***** Extracted material

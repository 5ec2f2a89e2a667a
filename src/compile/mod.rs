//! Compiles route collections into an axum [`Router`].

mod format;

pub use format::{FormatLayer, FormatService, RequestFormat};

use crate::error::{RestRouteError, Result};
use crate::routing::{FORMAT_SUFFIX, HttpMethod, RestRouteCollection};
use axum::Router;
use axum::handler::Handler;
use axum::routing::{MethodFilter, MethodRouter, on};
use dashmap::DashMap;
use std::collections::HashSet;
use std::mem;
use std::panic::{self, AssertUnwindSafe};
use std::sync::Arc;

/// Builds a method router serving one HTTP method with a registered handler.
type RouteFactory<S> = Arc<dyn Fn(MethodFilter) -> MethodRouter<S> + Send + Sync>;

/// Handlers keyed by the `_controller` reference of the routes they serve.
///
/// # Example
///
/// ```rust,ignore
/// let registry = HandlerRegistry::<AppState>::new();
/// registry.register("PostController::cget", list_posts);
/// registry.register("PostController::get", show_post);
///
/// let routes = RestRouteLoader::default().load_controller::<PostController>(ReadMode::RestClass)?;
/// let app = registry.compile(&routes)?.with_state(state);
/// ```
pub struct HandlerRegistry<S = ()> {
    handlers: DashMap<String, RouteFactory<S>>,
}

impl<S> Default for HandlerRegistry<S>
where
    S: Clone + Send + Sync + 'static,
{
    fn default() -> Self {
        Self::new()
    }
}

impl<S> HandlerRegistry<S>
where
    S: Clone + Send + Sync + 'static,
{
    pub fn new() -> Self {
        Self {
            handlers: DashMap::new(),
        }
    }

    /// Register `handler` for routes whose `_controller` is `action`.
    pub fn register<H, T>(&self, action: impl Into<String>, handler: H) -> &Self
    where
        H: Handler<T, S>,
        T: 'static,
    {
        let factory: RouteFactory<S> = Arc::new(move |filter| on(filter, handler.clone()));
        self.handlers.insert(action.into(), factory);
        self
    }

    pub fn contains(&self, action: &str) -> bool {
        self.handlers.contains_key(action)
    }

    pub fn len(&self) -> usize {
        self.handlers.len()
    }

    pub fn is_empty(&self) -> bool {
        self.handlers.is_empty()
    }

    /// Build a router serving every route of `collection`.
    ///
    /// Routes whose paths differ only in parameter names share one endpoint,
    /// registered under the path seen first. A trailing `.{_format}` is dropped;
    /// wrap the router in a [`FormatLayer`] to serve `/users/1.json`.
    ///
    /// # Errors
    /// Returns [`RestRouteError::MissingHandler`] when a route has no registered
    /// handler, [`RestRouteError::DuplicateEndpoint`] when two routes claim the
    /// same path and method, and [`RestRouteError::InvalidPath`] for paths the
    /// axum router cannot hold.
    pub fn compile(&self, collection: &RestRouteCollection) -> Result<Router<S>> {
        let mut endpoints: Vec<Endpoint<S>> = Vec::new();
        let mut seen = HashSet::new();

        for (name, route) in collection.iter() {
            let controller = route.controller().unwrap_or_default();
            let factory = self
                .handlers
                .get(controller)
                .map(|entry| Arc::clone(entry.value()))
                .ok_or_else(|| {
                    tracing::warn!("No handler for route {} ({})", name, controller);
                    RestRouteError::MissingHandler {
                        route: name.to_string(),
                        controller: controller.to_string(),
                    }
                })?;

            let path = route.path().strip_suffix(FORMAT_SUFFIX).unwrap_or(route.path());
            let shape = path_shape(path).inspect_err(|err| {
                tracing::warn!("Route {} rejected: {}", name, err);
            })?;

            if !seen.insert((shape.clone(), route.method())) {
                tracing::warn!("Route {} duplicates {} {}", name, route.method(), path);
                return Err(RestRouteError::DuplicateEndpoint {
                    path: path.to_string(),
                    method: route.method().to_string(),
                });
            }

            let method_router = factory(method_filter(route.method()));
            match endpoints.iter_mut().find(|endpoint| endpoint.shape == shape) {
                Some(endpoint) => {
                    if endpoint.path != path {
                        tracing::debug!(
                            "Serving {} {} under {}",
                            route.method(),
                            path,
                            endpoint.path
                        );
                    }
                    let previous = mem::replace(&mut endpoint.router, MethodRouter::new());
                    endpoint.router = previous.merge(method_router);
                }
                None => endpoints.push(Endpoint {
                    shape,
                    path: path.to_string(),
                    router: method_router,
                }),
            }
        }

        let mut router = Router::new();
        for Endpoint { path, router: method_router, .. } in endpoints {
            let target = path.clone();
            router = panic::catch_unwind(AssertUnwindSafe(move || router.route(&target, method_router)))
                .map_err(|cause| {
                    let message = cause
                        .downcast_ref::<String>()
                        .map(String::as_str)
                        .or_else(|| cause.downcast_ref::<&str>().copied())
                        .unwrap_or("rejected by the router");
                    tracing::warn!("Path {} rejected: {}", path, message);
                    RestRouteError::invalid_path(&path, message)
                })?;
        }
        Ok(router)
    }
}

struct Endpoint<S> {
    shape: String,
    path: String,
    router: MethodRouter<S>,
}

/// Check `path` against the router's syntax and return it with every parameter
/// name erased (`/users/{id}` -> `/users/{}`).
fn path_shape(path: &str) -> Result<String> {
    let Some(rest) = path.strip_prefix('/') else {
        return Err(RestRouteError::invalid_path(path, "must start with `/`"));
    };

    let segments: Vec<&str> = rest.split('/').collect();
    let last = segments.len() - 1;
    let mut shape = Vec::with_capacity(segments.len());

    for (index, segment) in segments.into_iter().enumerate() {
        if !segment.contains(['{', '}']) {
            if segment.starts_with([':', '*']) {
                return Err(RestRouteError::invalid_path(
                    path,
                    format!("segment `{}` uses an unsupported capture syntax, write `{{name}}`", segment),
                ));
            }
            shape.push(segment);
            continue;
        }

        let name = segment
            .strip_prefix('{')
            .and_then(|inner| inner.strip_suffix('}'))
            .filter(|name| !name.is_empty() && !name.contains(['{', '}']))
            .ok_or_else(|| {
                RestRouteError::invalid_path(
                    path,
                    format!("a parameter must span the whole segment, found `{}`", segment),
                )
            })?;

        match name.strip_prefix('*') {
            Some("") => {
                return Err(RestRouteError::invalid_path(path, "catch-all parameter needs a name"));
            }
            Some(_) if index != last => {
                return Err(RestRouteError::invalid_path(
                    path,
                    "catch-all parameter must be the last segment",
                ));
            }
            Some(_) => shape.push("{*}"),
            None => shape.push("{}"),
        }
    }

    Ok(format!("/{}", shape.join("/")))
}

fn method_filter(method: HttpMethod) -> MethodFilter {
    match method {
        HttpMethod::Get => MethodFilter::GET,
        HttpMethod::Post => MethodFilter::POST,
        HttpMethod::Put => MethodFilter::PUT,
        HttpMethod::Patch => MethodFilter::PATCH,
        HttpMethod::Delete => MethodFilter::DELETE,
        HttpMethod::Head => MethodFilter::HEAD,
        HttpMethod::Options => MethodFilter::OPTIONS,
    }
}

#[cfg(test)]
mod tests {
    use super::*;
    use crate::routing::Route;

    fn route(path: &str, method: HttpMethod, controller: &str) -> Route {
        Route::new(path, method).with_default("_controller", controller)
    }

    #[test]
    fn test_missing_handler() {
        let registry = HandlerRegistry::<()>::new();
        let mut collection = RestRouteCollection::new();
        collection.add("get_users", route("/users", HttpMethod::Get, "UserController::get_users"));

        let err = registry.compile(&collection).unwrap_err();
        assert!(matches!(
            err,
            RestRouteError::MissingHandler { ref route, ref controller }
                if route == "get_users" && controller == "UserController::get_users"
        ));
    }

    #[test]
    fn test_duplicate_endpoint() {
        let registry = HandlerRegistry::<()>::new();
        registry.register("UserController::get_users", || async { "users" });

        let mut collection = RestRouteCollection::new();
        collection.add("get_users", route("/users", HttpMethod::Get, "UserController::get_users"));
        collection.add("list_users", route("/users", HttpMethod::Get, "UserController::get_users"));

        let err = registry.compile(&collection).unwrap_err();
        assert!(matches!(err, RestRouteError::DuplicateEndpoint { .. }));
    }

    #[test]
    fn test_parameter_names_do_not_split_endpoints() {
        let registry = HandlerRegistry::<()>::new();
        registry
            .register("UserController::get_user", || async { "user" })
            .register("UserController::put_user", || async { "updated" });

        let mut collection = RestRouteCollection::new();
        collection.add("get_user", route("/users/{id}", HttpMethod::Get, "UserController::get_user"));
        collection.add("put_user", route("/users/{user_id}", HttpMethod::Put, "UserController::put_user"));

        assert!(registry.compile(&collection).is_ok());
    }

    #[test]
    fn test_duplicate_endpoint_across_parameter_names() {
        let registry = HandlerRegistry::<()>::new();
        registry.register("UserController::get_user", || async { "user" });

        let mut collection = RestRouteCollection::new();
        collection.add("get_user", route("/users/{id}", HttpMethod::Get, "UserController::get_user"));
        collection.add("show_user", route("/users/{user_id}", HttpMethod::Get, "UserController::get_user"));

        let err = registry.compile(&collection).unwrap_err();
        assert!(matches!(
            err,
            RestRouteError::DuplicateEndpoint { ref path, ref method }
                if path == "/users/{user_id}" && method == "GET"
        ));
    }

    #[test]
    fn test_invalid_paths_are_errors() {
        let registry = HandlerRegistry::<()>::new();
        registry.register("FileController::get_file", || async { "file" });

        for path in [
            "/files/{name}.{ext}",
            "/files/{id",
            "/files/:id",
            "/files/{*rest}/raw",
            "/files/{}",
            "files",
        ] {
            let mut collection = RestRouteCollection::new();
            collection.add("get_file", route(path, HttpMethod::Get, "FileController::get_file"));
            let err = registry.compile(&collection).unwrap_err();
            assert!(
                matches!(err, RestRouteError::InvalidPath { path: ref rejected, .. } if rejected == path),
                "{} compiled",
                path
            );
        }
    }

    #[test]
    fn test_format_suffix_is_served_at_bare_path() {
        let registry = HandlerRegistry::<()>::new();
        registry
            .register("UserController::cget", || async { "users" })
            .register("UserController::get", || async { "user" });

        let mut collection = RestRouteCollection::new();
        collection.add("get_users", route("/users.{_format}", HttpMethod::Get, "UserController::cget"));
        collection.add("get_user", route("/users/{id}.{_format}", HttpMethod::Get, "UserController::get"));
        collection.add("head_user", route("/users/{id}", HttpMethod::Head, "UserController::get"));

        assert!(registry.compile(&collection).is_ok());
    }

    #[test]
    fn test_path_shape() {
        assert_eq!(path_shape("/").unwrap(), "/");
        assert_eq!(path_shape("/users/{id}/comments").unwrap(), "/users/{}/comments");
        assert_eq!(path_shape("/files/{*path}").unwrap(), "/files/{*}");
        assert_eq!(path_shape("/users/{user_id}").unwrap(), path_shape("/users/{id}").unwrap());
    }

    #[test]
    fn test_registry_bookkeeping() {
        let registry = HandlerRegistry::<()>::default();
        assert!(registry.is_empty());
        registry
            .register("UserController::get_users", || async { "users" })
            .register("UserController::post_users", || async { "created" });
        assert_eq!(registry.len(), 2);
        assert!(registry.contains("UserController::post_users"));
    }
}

**********

About this task: What is wanted is every line from the first line of the entries through the line that contains "use dashmap::DashMap;", given again exactly.

Written solution:
repository 5ec2f2a89e2a667a
filename src/compile/mod.rs
//! Compiles route collections into an axum [`Router`].

mod format;

pub use format::{FormatLayer, FormatService, RequestFormat};

use crate::error::{RestRouteError, Result};
use crate::routing::{FORMAT_SUFFIX, HttpMethod, RestRouteCollection};
use axum::Router;
use axum::handler::Handler;
use axum::routing::{MethodFilter, MethodRouter, on};
use dashmap::DashMap;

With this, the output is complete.